**TASK DIRECTIONS**
Work through the listing below, copying each line that carries the word "post".

**MATERIAL FOR THE TASK**
---*---

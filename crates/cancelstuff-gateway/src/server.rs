use crate::error::ApiError;
use crate::service::AuditService;
use axum::{
    body::Bytes,
    extract::{DefaultBodyLimit, Multipart, State},
    response::IntoResponse,
    routing::{get, post},
    Json, Router,
};
use cancelstuff_assistant::Subscription;
use cancelstuff_session::SessionSummary;
use serde::{Deserialize, Serialize};
use std::sync::Arc;
use tracing::info;
use uuid::Uuid;

/// Default upload cap: 10 MiB.
pub const DEFAULT_MAX_UPLOAD_BYTES: usize = 10 * 1024 * 1024;

/// Multipart field carrying the statement.
const UPLOAD_FIELD: &str = "csv";

/// Shared application state.
pub struct AppState {
    pub service: Arc<AuditService>,
}

/// The HTTP front-end.
pub struct GatewayServer;

impl GatewayServer {
    pub fn build(service: Arc<AuditService>) -> Router {
        Self::build_with_upload_limit(service, DEFAULT_MAX_UPLOAD_BYTES)
    }

    pub fn build_with_upload_limit(service: Arc<AuditService>, max_upload_bytes: usize) -> Router {
        let state = Arc::new(AppState { service });

        Router::new()
            .route("/api/health", get(health_handler))
            .route("/api/start", post(start_handler))
            .route("/api/chat", post(chat_handler))
            .route("/api/report", post(report_handler))
            .route("/api/end", post(end_handler))
            .layer(DefaultBodyLimit::max(max_upload_bytes))
            .with_state(state)
    }
}

#[derive(Debug, Serialize)]
struct HealthResponse {
    ok: bool,
    service: &'static str,
    sessions: Vec<SessionSummary>,
}

async fn health_handler(State(state): State<Arc<AppState>>) -> impl IntoResponse {
    Json(HealthResponse {
        ok: true,
        service: "cancelstuff",
        sessions: state.service.list_sessions(),
    })
}

#[derive(Debug, Serialize)]
#[serde(rename_all = "camelCase")]
struct StartResponse {
    session_id: Uuid,
    message: String,
    cost: Option<f64>,
    subscriptions: Vec<Subscription>,
}

async fn start_handler(
    State(state): State<Arc<AppState>>,
    mut multipart: Multipart,
) -> Result<Json<StartResponse>, ApiError> {
    let mut upload = None;
    while let Some(field) = multipart.next_field().await? {
        if field.name() == Some(UPLOAD_FIELD) {
            let filename = field.file_name().unwrap_or("upload.csv").to_string();
            let bytes = field.bytes().await?;
            upload = Some((filename, bytes));
            break;
        }
    }
    let Some((filename, bytes)) = upload else {
        return Err(ApiError::bad_request("No CSV file uploaded"));
    };

    info!(filename = %filename, bytes = bytes.len(), "Upload received");
    let outcome = state.service.start_session(&bytes, &filename).await?;
    Ok(Json(StartResponse {
        session_id: outcome.session_id,
        message: outcome.message,
        cost: outcome.cost_usd,
        subscriptions: outcome.subscriptions,
    }))
}

#[derive(Debug, Deserialize)]
#[serde(rename_all = "camelCase")]
struct ChatRequest {
    session_id: Option<String>,
    message: Option<String>,
}

#[derive(Debug, Serialize)]
#[serde(rename_all = "camelCase")]
struct ChatResponse {
    message: String,
    cost: Option<f64>,
}

async fn chat_handler(
    State(state): State<Arc<AppState>>,
    Json(req): Json<ChatRequest>,
) -> Result<Json<ChatResponse>, ApiError> {
    let (Some(session_id), Some(message)) = (req.session_id, req.message) else {
        return Err(ApiError::bad_request("Missing sessionId or message"));
    };
    let id = parse_session_id(&session_id)?;
    let outcome = state.service.chat(id, &message).await?;
    Ok(Json(ChatResponse {
        message: outcome.message,
        cost: outcome.cost_usd,
    }))
}

#[derive(Debug, Deserialize)]
#[serde(rename_all = "camelCase")]
struct SessionRequest {
    session_id: Option<String>,
}

#[derive(Debug, Serialize)]
struct ReportResponse {
    html: String,
    cost: Option<f64>,
}

async fn report_handler(
    State(state): State<Arc<AppState>>,
    Json(req): Json<SessionRequest>,
) -> Result<Json<ReportResponse>, ApiError> {
    let Some(session_id) = req.session_id else {
        return Err(ApiError::bad_request("Missing sessionId"));
    };
    let id = parse_session_id(&session_id)?;
    let outcome = state.service.generate_report(id).await?;
    Ok(Json(ReportResponse {
        html: outcome.html,
        cost: outcome.cost_usd,
    }))
}

/// Ending is best effort: any body, even an empty or malformed one, gets `ok`.
async fn end_handler(State(state): State<Arc<AppState>>, body: Bytes) -> impl IntoResponse {
    let id = serde_json::from_slice::<SessionRequest>(&body)
        .ok()
        .and_then(|req| req.session_id)
        .and_then(|raw| Uuid::parse_str(&raw).ok());
    if let Some(id) = id {
        state.service.end_session(id).await;
    }
    Json(serde_json::json!({ "ok": true }))
}

fn parse_session_id(raw: &str) -> Result<Uuid, ApiError> {
    Uuid::parse_str(raw).map_err(|_| ApiError::bad_request("Invalid sessionId"))
}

---*---

**RESULT**
    routing::{get, post},
            .route("/api/start", post(start_handler))
            .route("/api/chat", post(chat_handler))
            .route("/api/report", post(report_handler))
            .route("/api/end", post(end_handler))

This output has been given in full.